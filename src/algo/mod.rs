//! Algorithm implementations for structural diffing.
//!
//! - `myers`: linear-space Myers diff over token sequences
//! - `mapping`: key-based set difference over two maps
//! - `reconcile`: passes turning add/delete pairs into moves and changes
//! - `diff`: the tree diff orchestrator tying them together

mod diff;
mod mapping;
mod myers;
mod reconcile;

#[cfg(feature = "parallel")]
pub use diff::diff_batch;
pub use diff::{
    DiffConfig, DiffOutcome, DiffStats, diff, diff_documents, diff_documents_with_config, diff_trees,
    diff_with_config, diff_with_stats,
};
pub use mapping::{MapDiff, diff_maps};
pub use myers::{Edit, EditScript, EditStats, diff_sequences};
pub use reconcile::{MovePairing, SeqChange, merge_moves, merge_updates, pair_scalar_moves, same_identity};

..............................

* [Description of the task] Show all lines from the records above where the word "mapping" occurs.

* [Finished task]
//! - `mapping`: key-based set difference over two maps
mod mapping;
pub use mapping::{MapDiff, diff_maps};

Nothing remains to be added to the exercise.